La mise en scène de Robert Lepage est à couper le souffle tant elle est grandiose, spectaculaire, travaillée et étudiée au millimètre près. Durant tout le long du spectacle, nous sommes transportés par des tableaux qui se rapprochent de très près du cinéma. En effet, c’est là que réside la force de la mise en scène, c’est tant dans la quantité de figurants qui rendent les scènes plus vraies que nature, que dans le parfait réalisme des décors : un commissariat, une rue délabrée, un loft, un restaurant, un lac, un musée, une porcherie, une salle de shoots, un restaurant, une forêt détruite à coups de tronçonneuse, un parc… Cette multitude de décors nous donnent l’illusion d’être face à un film puisque c’est comme si, comme au cinéma, dans cette pièce, tout était possible, rien n’est irreprésentable, chaque tableau est plus impressionnant que l’autre. Tout est travaillé avec un sens du détail hors norme. C’est une mise en scène qui nous en met véritablement plein les yeux, tout est contrôlé, les changements de décors sont parfaitement maîtrisés… Le nombre d’acteurs présents dans certaines scènes est inhabituel, c’est également cela qui rend la pièce extrêmement cinématographique, le nombre de comédiens ne se limite pas, comme d’habitude au théâtre, aux personnages principaux. Cependant, malgré toute cette mise en scène absolument grandiose et majestueuse, le jeu des acteurs et l’histoire laissent le spectateur perplexe. Les comédiens ont un jeu peu naturel. Effectivement, le texte contemporain laisserait normalement place à un jeu très réaliste, très spontané. Pourtant, les acteurs étaient souvent dans le pathos, ils disaient le texte sans élision et ainsi, donnaient l’impression de ne pas toujours être justes. De plus, le texte est très simple, peut-être trop pour le théâtre et serait mieux adapté à un film ou une série. Beaucoup de scènes sont évidemment très touchantes par le propos de fond, l’émotion qui est extrêmement présente tout le long de la pièce au vu du sujet, lourd et bouleversant et l’on s’habitue malgré tout au jeu des acteurs.
C’est une pièce véritablement impressionnante, spectaculaire, juste dans ses intentions, pleine d’espoir, de créativité, de sensibilité mais quelques réserves persistent tout de même.
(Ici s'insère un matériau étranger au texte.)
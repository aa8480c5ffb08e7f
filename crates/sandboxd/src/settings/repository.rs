//! System and per-user settings storage (JSON-encoded values).

use anyhow::{Context, Result};
use serde::Serialize;
use serde::de::DeserializeOwned;
use sqlx::SqlitePool;
use tracing::{debug, instrument};

use crate::db::now_timestamp;

#[derive(Debug, Clone)]
pub struct SettingsRepository {
    pool: SqlitePool,
}

impl SettingsRepository {
    pub fn new(pool: SqlitePool) -> Self {
        Self { pool }
    }

    /// Raw stored value of a system setting.
    #[instrument(skip(self))]
    pub async fn get_system_raw(&self, key: &str) -> Result<Option<String>> {
        let value: Option<String> =
            sqlx::query_scalar("SELECT value FROM system_settings WHERE key = ?")
                .bind(key)
                .fetch_optional(&self.pool)
                .await
                .with_context(|| format!("Failed to read system setting {key}"))?;
        Ok(value)
    }

    /// Decode a system setting.
    pub async fn get_system<T: DeserializeOwned>(&self, key: &str) -> Result<Option<T>> {
        match self.get_system_raw(key).await? {
            Some(raw) => serde_json::from_str(&raw)
                .map(Some)
                .with_context(|| format!("Invalid value for system setting {key}")),
            None => Ok(None),
        }
    }

    /// String-valued system setting. Values that are not JSON strings are returned raw.
    pub async fn get_system_string(&self, key: &str) -> Result<Option<String>> {
        Ok(self
            .get_system_raw(key)
            .await?
            .map(|raw| serde_json::from_str::<String>(&raw).unwrap_or(raw)))
    }

    #[instrument(skip(self, value))]
    pub async fn set_system<T: Serialize + ?Sized>(&self, key: &str, value: &T) -> Result<()> {
        let encoded = serde_json::to_string(value).context("Failed to encode setting")?;
        sqlx::query(
            r#"
            INSERT INTO system_settings (key, value, updated_at)
            VALUES (?, ?, ?)
            ON CONFLICT(key) DO UPDATE SET value = excluded.value, updated_at = excluded.updated_at
            "#,
        )
        .bind(key)
        .bind(&encoded)
        .bind(now_timestamp())
        .execute(&self.pool)
        .await
        .with_context(|| format!("Failed to write system setting {key}"))?;
        debug!("System setting {} updated", key);
        Ok(())
    }

    pub async fn delete_system(&self, key: &str) -> Result<()> {
        sqlx::query("DELETE FROM system_settings WHERE key = ?")
            .bind(key)
            .execute(&self.pool)
            .await
            .with_context(|| format!("Failed to delete system setting {key}"))?;
        Ok(())
    }

    #[instrument(skip(self))]
    pub async fn get_user<T: DeserializeOwned>(&self, user_id: i64, key: &str) -> Result<Option<T>> {
        let raw: Option<String> =
            sqlx::query_scalar("SELECT value FROM user_settings WHERE user_id = ? AND key = ?")
                .bind(user_id)
                .bind(key)
                .fetch_optional(&self.pool)
                .await
                .with_context(|| format!("Failed to read user setting {key}"))?;
        match raw {
            Some(raw) => serde_json::from_str(&raw)
                .map(Some)
                .with_context(|| format!("Invalid value for user setting {key}")),
            None => Ok(None),
        }
    }

    #[instrument(skip(self, value))]
    pub async fn set_user<T: Serialize + ?Sized>(
        &self,
        user_id: i64,
        key: &str,
        value: &T,
    ) -> Result<()> {
        let encoded = serde_json::to_string(value).context("Failed to encode setting")?;
        sqlx::query(
            r#"
            INSERT INTO user_settings (user_id, key, value, updated_at)
            VALUES (?, ?, ?, ?)
            ON CONFLICT(user_id, key) DO UPDATE
                SET value = excluded.value, updated_at = excluded.updated_at
            "#,
        )
        .bind(user_id)
        .bind(key)
        .bind(&encoded)
        .bind(now_timestamp())
        .execute(&self.pool)
        .await
        .with_context(|| format!("Failed to write user setting {key}"))?;
        Ok(())
    }
}

#[cfg(test)]
mod tests {
    use super::*;
    use crate::db::Database;
    use serde_json::json;

    #[tokio::test]
    async fn system_settings_upsert() {
        let db = Database::in_memory().await.unwrap();
        let repo = SettingsRepository::new(db.pool().clone());

        assert!(repo.get_system_raw("sandbox_image").await.unwrap().is_none());
        repo.set_system("sandbox_image", "registry/a:1").await.unwrap();
        repo.set_system("sandbox_image", "registry/a:2").await.unwrap();
        assert_eq!(
            repo.get_system_string("sandbox_image").await.unwrap().as_deref(),
            Some("registry/a:2")
        );
    }

    #[tokio::test]
    async fn raw_non_json_string_is_tolerated() {
        let db = Database::in_memory().await.unwrap();
        sqlx::query("INSERT INTO system_settings (key, value, updated_at) VALUES ('k', 'plain', 'x')")
            .execute(db.pool())
            .await
            .unwrap();
        let repo = SettingsRepository::new(db.pool().clone());
        assert_eq!(repo.get_system_string("k").await.unwrap().as_deref(), Some("plain"));
    }

    #[tokio::test]
    async fn user_settings_are_scoped() {
        let db = Database::in_memory().await.unwrap();
        let repo = SettingsRepository::new(db.pool().clone());
        repo.set_user(1, "resource_limits", &json!({"cpu_request": "1"}))
            .await
            .unwrap();

        let mine: Option<serde_json::Value> = repo.get_user(1, "resource_limits").await.unwrap();
        let theirs: Option<serde_json::Value> = repo.get_user(2, "resource_limits").await.unwrap();
        assert_eq!(mine.unwrap()["cpu_request"], "1");
        assert!(theirs.is_none());
    }
}
//! `kubectl`-backed cluster client.

use async_trait::async_trait;
use serde_json::Value;
use std::path::PathBuf;
use std::process::Stdio;
use tokio::io::AsyncWriteExt;
use tokio::process::Command;

use super::error::{ClusterError, ClusterResult};
use super::manifest;
use super::{
    ClusterApi, CronJobSpec, ExecOutput, JobSpec, PodStatus, ServiceSpec, StatefulSetInfo,
    StatefulSetSpec, validate_resource_name,
};

/// Drives a cluster through the `kubectl` binary, one namespace per client.
#[derive(Debug, Clone)]
pub struct KubectlCluster {
    binary: String,
    namespace: String,
    kubeconfig: Option<PathBuf>,
    context: Option<String>,
}

/// Raw process result before error mapping.
struct RawOutput {
    stdout: Vec<u8>,
    stderr: String,
    exit_code: i32,
}

impl KubectlCluster {
    pub fn new(namespace: impl Into<String>) -> Self {
        Self {
            binary: "kubectl".to_string(),
            namespace: namespace.into(),
            kubeconfig: None,
            context: None,
        }
    }

    pub fn with_binary(mut self, binary: impl Into<String>) -> Self {
        self.binary = binary.into();
        self
    }

    pub fn with_kubeconfig(mut self, path: Option<PathBuf>) -> Self {
        self.kubeconfig = path;
        self
    }

    pub fn with_context(mut self, context: Option<String>) -> Self {
        self.context = context.filter(|c| !c.is_empty());
        self
    }

    pub fn namespace(&self) -> &str {
        &self.namespace
    }

    fn base_args(&self) -> Vec<String> {
        let mut args = vec!["--namespace".to_string(), self.namespace.clone()];
        if let Some(path) = &self.kubeconfig {
            args.push("--kubeconfig".to_string());
            args.push(path.display().to_string());
        }
        if let Some(context) = &self.context {
            args.push("--context".to_string());
            args.push(context.clone());
        }
        args
    }

    async fn spawn(&self, args: &[String], stdin: Option<&[u8]>) -> ClusterResult<RawOutput> {
        let command_name = args.first().cloned().unwrap_or_default();
        let mut cmd = Command::new(&self.binary);
        cmd.args(self.base_args())
            .args(args)
            .stdout(Stdio::piped())
            .stderr(Stdio::piped())
            .stdin(if stdin.is_some() {
                Stdio::piped()
            } else {
                Stdio::null()
            });

        let mut child = cmd.spawn().map_err(|e| ClusterError::CommandFailed {
            command: command_name.clone(),
            message: e.to_string(),
        })?;

        if let Some(data) = stdin
            && let Some(mut pipe) = child.stdin.take()
        {
            pipe.write_all(data).await?;
            pipe.shutdown().await?;
            drop(pipe);
        }

        let output = child
            .wait_with_output()
            .await
            .map_err(|e| ClusterError::CommandFailed {
                command: command_name,
                message: e.to_string(),
            })?;

        Ok(RawOutput {
            stdout: output.stdout,
            stderr: String::from_utf8_lossy(&output.stderr).to_string(),
            exit_code: output.status.code().unwrap_or(-1),
        })
    }

    /// Run a kubectl command and map well-known failures.
    async fn run(
        &self,
        kind: &str,
        name: &str,
        args: &[String],
        stdin: Option<&[u8]>,
    ) -> ClusterResult<Vec<u8>> {
        let output = self.spawn(args, stdin).await?;
        if output.exit_code == 0 {
            return Ok(output.stdout);
        }

        let stderr = output.stderr;
        if stderr.contains("AlreadyExists") || stderr.contains("already exists") {
            return Err(ClusterError::already_exists(kind, name));
        }
        if stderr.contains("NotFound") || stderr.contains("not found") {
            return Err(ClusterError::not_found(kind, name));
        }
        Err(ClusterError::CommandFailed {
            command: args.first().cloned().unwrap_or_default(),
            message: stderr.trim().to_string(),
        })
    }

    async fn apply_create(&self, kind: &str, name: &str, manifest: &Value) -> ClusterResult<()> {
        validate_resource_name(name)?;
        let body =
            serde_json::to_vec(manifest).map_err(|e| ClusterError::ParseError(e.to_string()))?;
        self.run(kind, name, &args(["create", "-f", "-"]), Some(&body))
            .await
            .map(|_| ())
    }

    async fn get_json(&self, kind: &str, name: &str) -> ClusterResult<Option<Value>> {
        validate_resource_name(name)?;
        match self
            .run(kind, name, &args(["get", kind, name, "-o", "json"]), None)
            .await
        {
            Ok(stdout) => serde_json::from_slice(&stdout)
                .map(Some)
                .map_err(|e| ClusterError::ParseError(e.to_string())),
            Err(e) if e.is_not_found() => Ok(None),
            Err(e) => Err(e),
        }
    }

    async fn delete(&self, kind: &str, name: &str) -> ClusterResult<()> {
        validate_resource_name(name)?;
        self.run(kind, name, &args(["delete", kind, name, "--wait=false"]), None)
            .await
            .map(|_| ())
    }
}

fn args<const N: usize>(items: [&str; N]) -> Vec<String> {
    items.iter().map(|s| s.to_string()).collect()
}

#[async_trait]
impl ClusterApi for KubectlCluster {
    async fn create_service(&self, spec: &ServiceSpec) -> ClusterResult<()> {
        let manifest = manifest::service(spec, &self.namespace);
        self.apply_create("service", &spec.name, &manifest).await
    }

    async fn delete_service(&self, name: &str) -> ClusterResult<()> {
        self.delete("service", name).await
    }

    async fn create_stateful_set(&self, spec: &StatefulSetSpec) -> ClusterResult<()> {
        let manifest = manifest::stateful_set(spec, &self.namespace);
        self.apply_create("statefulset", &spec.name, &manifest).await
    }

    async fn get_stateful_set(&self, name: &str) -> ClusterResult<Option<StatefulSetInfo>> {
        self.get_json("statefulset", name)
            .await?
            .map(|v| manifest::parse_stateful_set(&v))
            .transpose()
    }

    async fn list_stateful_sets(
        &self,
        label_selector: &str,
    ) -> ClusterResult<Vec<StatefulSetInfo>> {
        let stdout = self
            .run(
                "statefulset",
                label_selector,
                &args(["get", "statefulset", "-l", label_selector, "-o", "json"]),
                None,
            )
            .await?;
        let value: Value =
            serde_json::from_slice(&stdout).map_err(|e| ClusterError::ParseError(e.to_string()))?;
        manifest::parse_stateful_set_list(&value)
    }

    async fn set_container_image(
        &self,
        stateful_set: &str,
        container: &str,
        image: &str,
    ) -> ClusterResult<()> {
        validate_resource_name(stateful_set)?;
        if image.trim().is_empty() {
            return Err(ClusterError::InvalidInput("image cannot be empty".into()));
        }
        let target = format!("statefulset/{stateful_set}");
        let assignment = format!("{container}={image}");
        self.run(
            "statefulset",
            stateful_set,
            &args(["set", "image", &target, &assignment]),
            None,
        )
        .await
        .map(|_| ())
    }

    async fn delete_stateful_set(&self, name: &str) -> ClusterResult<()> {
        self.delete("statefulset", name).await
    }

    async fn get_pod(&self, name: &str) -> ClusterResult<Option<PodStatus>> {
        self.get_json("pod", name)
            .await?
            .map(|v| manifest::parse_pod(&v))
            .transpose()
    }

    async fn delete_pod(&self, name: &str) -> ClusterResult<()> {
        self.delete("pod", name).await
    }

    async fn exec(
        &self,
        pod: &str,
        container: &str,
        command: &[String],
        stdin: Option<&[u8]>,
    ) -> ClusterResult<ExecOutput> {
        validate_resource_name(pod)?;
        if command.is_empty() {
            return Err(ClusterError::InvalidInput("exec command is empty".into()));
        }

        let mut exec_args = vec!["exec".to_string()];
        if stdin.is_some() {
            exec_args.push("-i".to_string());
        }
        exec_args.extend(args([pod, "-c", container, "--"]));
        exec_args.extend(command.iter().cloned());

        let output = self.spawn(&exec_args, stdin).await?;
        // kubectl reports a missing pod before the remote command runs.
        if output.exit_code != 0 && output.stderr.contains("NotFound") {
            return Err(ClusterError::not_found("pod", pod));
        }

        Ok(ExecOutput {
            stdout: String::from_utf8_lossy(&output.stdout).to_string(),
            stderr: output.stderr,
            exit_code: output.exit_code,
        })
    }

    async fn create_job(&self, spec: &JobSpec) -> ClusterResult<()> {
        let manifest = manifest::job(spec, &self.namespace);
        self.apply_create("job", &spec.name, &manifest).await
    }

    async fn get_cron_job(&self, name: &str) -> ClusterResult<Option<CronJobSpec>> {
        self.get_json("cronjob", name)
            .await?
            .map(|v| manifest::parse_cron_job(&v))
            .transpose()
    }

    async fn create_cron_job(&self, spec: &CronJobSpec) -> ClusterResult<()> {
        let manifest = manifest::cron_job(spec, &self.namespace);
        self.apply_create("cronjob", &spec.name, &manifest).await
    }

    async fn replace_cron_job(&self, spec: &CronJobSpec) -> ClusterResult<()> {
        validate_resource_name(&spec.name)?;
        let manifest = manifest::cron_job(spec, &self.namespace);
        let body =
            serde_json::to_vec(&manifest).map_err(|e| ClusterError::ParseError(e.to_string()))?;
        self.run("cronjob", &spec.name, &args(["replace", "-f", "-"]), Some(&body))
            .await
            .map(|_| ())
    }
}

#[cfg(test)]
mod tests {
    use super::*;

    #[test]
    fn base_args_include_optional_flags() {
        let client = KubectlCluster::new("agents")
            .with_kubeconfig(Some(PathBuf::from("/etc/kube/config")))
            .with_context(Some(String::new()));
        let base = client.base_args();
        assert_eq!(
            base,
            vec!["--namespace", "agents", "--kubeconfig", "/etc/kube/config"]
        );
    }

    #[tokio::test]
    async fn rejects_invalid_names_before_spawning() {
        let client = KubectlCluster::new("agents").with_binary("/nonexistent/kubectl");
        let err = client.get_pod("Bad_Name").await.unwrap_err();
        assert!(matches!(err, ClusterError::InvalidInput(_)));
    }

    #[tokio::test]
    async fn missing_binary_is_command_failure() {
        let client = KubectlCluster::new("agents").with_binary("/nonexistent/kubectl");
        let err = client.get_pod("sandbox-1-2-0").await.unwrap_err();
        assert!(matches!(err, ClusterError::CommandFailed { .. }));
    }
}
Tant de moyens déployés pour l’esthétique de la mise en scène, ne font malheureusement pas oublier que le texte aurait pu être plus recherché et dans l’intrigue et dans la langue. Les 2h40 passent toutes seules puisque l’on est happé par cet univers et tout de même intéressé par l’intrigue.
Une pièce controversée à voir ne serait-ce qu’uniquement pour sa scénographie époustouflante !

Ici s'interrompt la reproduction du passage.